Agreeing to help with the museum’s architectural redesign on a volunteer basis was an easy decision for Paul, raised in Cape May, and Cassandra, whose great-great-grandfather was from Africa. They felt even stronger about it as the Black Lives Matter movement accelerated.
And so, "Knowing the purpose of this [museum] program and what it was to be, that was enough for us," Paul Farnan said. "We participated in a Black Lives Matter march and vigil for George Floyd on June 6. ... It's important for us to keep that spirit alive down here. Some of the perception, and some of the thinking and ideology in South Jersey, is not necessarily in line with the rest of the state. That's what makes this all the more important."
"Taking that opportunity as a minority woman, I was compelled to help in any way possible for this project," Cassandra Farnan added.
The museum structure at 632 Lafayette Street was originally a private home built around 1800. The surrounding neighborhood blends several generations and functions. It thrived as a free Black community throughout the 19th century. Tubman worked in local hotels as a summertime cook from 1850-1852. It's still debated by historians whether she also raised funds from vacationing Northern abolitionists and actively planned local stops on the Underground Railroad. Around the corner is the segregation-era Franklin Street School, built for African-American students in 1927, now slated for renovation as a library and community center. All around are modern homes, offices and stores.

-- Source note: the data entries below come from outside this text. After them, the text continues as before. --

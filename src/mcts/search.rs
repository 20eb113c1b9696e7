//! Coordinator and worker loop for the parallel UCT search.
//!
//! The coordinator spawns `thread_count` workers over one shared
//! transposition table, an atomic playout counter, and an atomic stop
//! flag. Each worker repeatedly selects a root child, descends through
//! the table with UCB selection, resolves the frontier with a playout,
//! and backpropagates the profit with a zero-sum flip at every level.
//! Board cloning and playouts run outside the table mutex.

use std::sync::atomic::{AtomicBool, AtomicU32, Ordering};
use std::time::Instant;

use log::debug;

use crate::board::Goban;
use crate::core::{PositionIndex, SearchRng};
use crate::playout::Playout;

use super::config::{SearchConfig, SearchError};
use super::policy::{max_ucb_child, region_ratio};
use super::record::NodeRecord;
use super::stats::SearchStats;
use super::table::{child_board, TranspositionTable};

/// Shared per-move search state handed to every worker.
struct SearchContext<'a, B: Goban> {
    table: &'a TranspositionTable<B>,
    root: &'a B,
    target: u32,
    mc_game_count: &'a AtomicU32,
    is_end: &'a AtomicBool,
}

/// Parallel UCT move search over a shared transposition table.
///
/// The table lives as long as the search value; callers may reuse it
/// across moves or [`UctSearch::reset`] it, at their discretion.
pub struct UctSearch<B: Goban> {
    config: SearchConfig,
    table: TranspositionTable<B>,
    stats: SearchStats,
}

impl<B: Goban> UctSearch<B> {
    /// Create a search from a validated configuration.
    pub fn new(config: SearchConfig) -> Result<Self, SearchError> {
        config.validate()?;
        Ok(Self {
            config,
            table: TranspositionTable::new(),
            stats: SearchStats::default(),
        })
    }

    /// Run the search and return the most-visited root child.
    ///
    /// # Panics
    ///
    /// Panics if `root` has no playable point for the side to move; the
    /// player layer handles that case by passing before the search is
    /// entered.
    pub fn choose_move(&mut self, root: &B) -> PositionIndex {
        assert!(
            !root.playable_indices(root.next_side()).is_empty(),
            "choose_move requires a root with at least one playable point"
        );

        let start = Instant::now();
        let nodes_before = self.table.len();
        self.stats.reset();

        let mc_game_count = AtomicU32::new(0);
        let is_end = AtomicBool::new(false);
        let ctx = SearchContext {
            table: &self.table,
            root,
            target: self.config.playouts_per_move,
            mc_game_count: &mc_game_count,
            is_end: &is_end,
        };

        std::thread::scope(|scope| {
            for worker_id in 0..self.config.thread_count {
                let ctx = &ctx;
                let mut rng = SearchRng::for_worker(self.config.seed, worker_id);
                scope.spawn(move || run_worker(ctx, worker_id, &mut rng));
            }
        });

        self.stats.playouts = mc_game_count.load(Ordering::Relaxed);
        self.stats.nodes_created = (self.table.len() - nodes_before) as u32;
        self.stats.time_us = start.elapsed().as_micros() as u64;

        self.log_root_report(root);
        self.best_child(root)
    }

    /// Per-child `(move, record)` pairs for the root's non-suicide moves,
    /// in playable order. Children the search never reached are omitted.
    #[must_use]
    pub fn root_report(&self, root: &B) -> Vec<(PositionIndex, NodeRecord)> {
        let side = root.next_side();
        root.playable_indices(side)
            .into_iter()
            .filter(|&at| !root.is_suicide(side, at))
            .filter_map(|at| self.table.get_child(root, at).map(|record| (at, record)))
            .collect()
    }

    /// Search statistics for the last `choose_move`.
    #[must_use]
    pub fn stats(&self) -> &SearchStats {
        &self.stats
    }

    /// The search configuration.
    #[must_use]
    pub fn config(&self) -> &SearchConfig {
        &self.config
    }

    /// The shared transposition table.
    #[must_use]
    pub fn table(&self) -> &TranspositionTable<B> {
        &self.table
    }

    /// Discard accumulated nodes and statistics, e.g. between games.
    pub fn reset(&mut self) {
        self.table.clear();
        self.stats.reset();
    }

    /// Root child with the greatest visit count, ties first-seen.
    ///
    /// # Panics
    ///
    /// Panics if a non-suicide root child has no record: the playout
    /// budget was under-provisioned for the branching factor.
    fn best_child(&self, root: &B) -> PositionIndex {
        let side = root.next_side();
        let mut best = PositionIndex::PASS;
        let mut max_visits = -1i64;
        for at in root.playable_indices(side) {
            if root.is_suicide(side, at) {
                continue;
            }
            let record = self.table.get_child(root, at).unwrap_or_else(|| {
                panic!("no record for root child {at}: playout budget too small")
            });
            if i64::from(record.visits) > max_visits {
                max_visits = i64::from(record.visits);
                best = at;
            }
        }
        best
    }

    fn log_root_report(&self, root: &B) {
        if !log::log_enabled!(log::Level::Debug) {
            return;
        }
        for (at, record) in self.root_report(root) {
            debug!(
                "root child {at}: visits={} profit={:.3}",
                record.visits, record.average_profit
            );
        }
    }
}

/// One worker's loop: select a root child, extend it, repeat until the
/// shared playout counter reaches its target or the stop flag is raised.
fn run_worker<B: Goban>(ctx: &SearchContext<'_, B>, worker_id: usize, rng: &mut SearchRng) {
    while ctx.mc_game_count.load(Ordering::Relaxed) < ctx.target
        && !ctx.is_end.load(Ordering::Relaxed)
    {
        let mv = max_ucb_child(ctx.table, ctx.root, worker_id);
        let child = child_board(ctx.root, mv);
        run_episode(ctx, child, worker_id, rng);
    }
}

/// Descend from `board`, resolve the frontier, then backpropagate.
///
/// The recursive shape of the algorithm is flattened into a path stack:
/// every in-table node visited on the way down is recorded (and marked
/// in-search under the lock), the frontier is resolved with a playout or
/// a terminal revisit, and the resulting profit is folded back up the
/// path, flipped (`p ← 1 − p`) at each level because profits are stored
/// from the perspective of the side that just moved.
fn run_episode<B: Goban>(
    ctx: &SearchContext<'_, B>,
    mut board: B,
    worker_id: usize,
    rng: &mut SearchRng,
) {
    let mut path: Vec<B> = Vec::new();

    let mut profit = loop {
        match ctx.table.begin_visit(&board) {
            None => {
                // Leaf expansion: evaluate with a playout and install the
                // record with its first sample.
                let scored = if board.is_end() {
                    board.clone()
                } else {
                    let mut playout = Playout::new(board.clone(), rng.playout_rng());
                    playout.run();
                    playout.into_board()
                };
                ctx.mc_game_count.fetch_add(1, Ordering::Relaxed);
                let profit = region_ratio(&scored, board.last_side());
                ctx.table.insert(board, NodeRecord::new(1, profit));
                break profit;
            }
            Some(record) => {
                if board.is_end() {
                    // Terminal revisit: reuse the stored sample unchanged.
                    ctx.mc_game_count.fetch_add(1, Ordering::Relaxed);
                    ctx.table.record_revisit(&board);
                    break record.average_profit;
                }
                let side = board.next_side();
                let next = if board.playable_indices(side).is_empty() {
                    let mut next = board.clone();
                    next.pass(side);
                    next
                } else {
                    child_board(&board, max_ucb_child(ctx.table, &board, worker_id))
                };
                path.push(board);
                board = next;
            }
        }
    };

    for node in path.iter().rev() {
        profit = 1.0 - profit;
        ctx.table.record_sample(node, profit);
    }
}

While the building itself survived Cape May's revitalization period in the second half of the 20th century, its interior was gutted by a developer who once intended to purchase it. That gave the Farnans an opportunity to redesign it for the needs of a museum, rather than work around rooms intended for residential purposes. They added structural supports below the first floor, which will hold the weight of a 9-foot-tall, 2,400-pound Harriet Tubman statue called The Journey to Freedom. They also planned galleries and a two-story-tall exhibit area, along with conference space, while advising museum chairman Bob Mullock about changes to avoid in keeping true to the original building. Initial exhibits will focus on Tubman’s life, slave artifacts from Africa and the Civil Rights era.

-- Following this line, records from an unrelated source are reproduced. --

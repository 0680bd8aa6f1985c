use std::sync::Arc;
use std::time::Duration;

use tracing::{debug, warn};
use uuid::Uuid;

use crate::error::{BusError, LockError, Result};
use crate::store::Store;

/// Handle to a held lock.
///
/// There is no retry or queueing: `obtain` fails with `BusError::LockHeld`
/// when someone else holds the key and the caller decides whether to try
/// again. Dropping an unreleased `Locker` releases it.
pub struct Locker<S: Store> {
    store: Arc<S>,
    key: String,
    token: String,
    ttl: Duration,
    released: bool,
}

impl<S: Store> Locker<S> {
    /// Takes `key` for `ttl`. A zero `ttl` never expires.
    pub fn obtain(store: Arc<S>, key: &str, ttl: Duration) -> Result<Self, LockError> {
        let token = Uuid::new_v4().to_string();
        if !store.set_nx(key, token.as_bytes(), ttl)? {
            return Err(BusError::LockHeld(key.to_string()));
        }
        debug!(key, ?ttl, "lock obtained");
        Ok(Self {
            store,
            key: key.to_string(),
            token,
            ttl,
            released: false,
        })
    }

    pub fn key(&self) -> &str {
        &self.key
    }

    pub fn token(&self) -> &str {
        &self.token
    }

    pub fn ttl(&self) -> Duration {
        self.ttl
    }

    /// Whether the key still holds this handle's token, i.e. the lock has
    /// neither expired nor been taken over.
    pub fn is_held(&self) -> Result<bool> {
        let current = self.store.get(&self.key)?;
        Ok(current.as_deref() == Some(self.token.as_bytes()))
    }

    /// Releases the lock if this handle still owns it. Releasing a lock that
    /// expired and now belongs to another owner is a no-op.
    pub fn release(mut self) -> Result<(), LockError> {
        self.released = true;
        self.release_if_owner()
    }

    fn release_if_owner(&self) -> Result<(), LockError> {
        if self
            .store
            .compare_and_delete(&self.key, self.token.as_bytes())?
        {
            debug!(key = %self.key, "lock released");
        } else {
            debug!(key = %self.key, "lock no longer owned; release skipped");
        }
        Ok(())
    }
}

impl<S: Store> Drop for Locker<S> {
    fn drop(&mut self) {
        if !self.released {
            if let Err(err) = self.release_if_owner() {
                warn!(key = %self.key, error = %err, "releasing dropped lock failed");
            }
        }
    }
}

Paul Farnan cited Associate Professor Darius Sollohub as a major career influence from NJIT. Paul stayed in Newark a few extra semesters to earn a master's in infrastructure planning. Cassandra Farnan cited former adjunct professor Nathan Hume as one of her influences, who taught her to ask “Why not?” when faced with challenges.
The museum, recently featured in Smithsonian magazine, will also display a charcoal drawing of Tubman by Haitian-American artist Schuller Ojentis, of Maplewood, who died in 2018. He was an NJIT classmate and close friend of the Farnans.
"He was one of the most positive people we knew. He would be ecstatic knowing that his artwork is in a museum, for sure, especially one like this. And I think during this time, socially, nationally, he would 100% be someone that was trying to bring people together. He was a friend to everyone," Paul Farnan said.
The Farnans asked Mullock to display the piece on loan from the Ojentis family. "I felt like this is the easiest 'yes' I ever had to make in negotiations," Mullock said.
There are several other local preservation projects where the Farnans could assist, Mullock added. "I think they're the up-and-coming young architects in Cape May," he said. "They are a great team."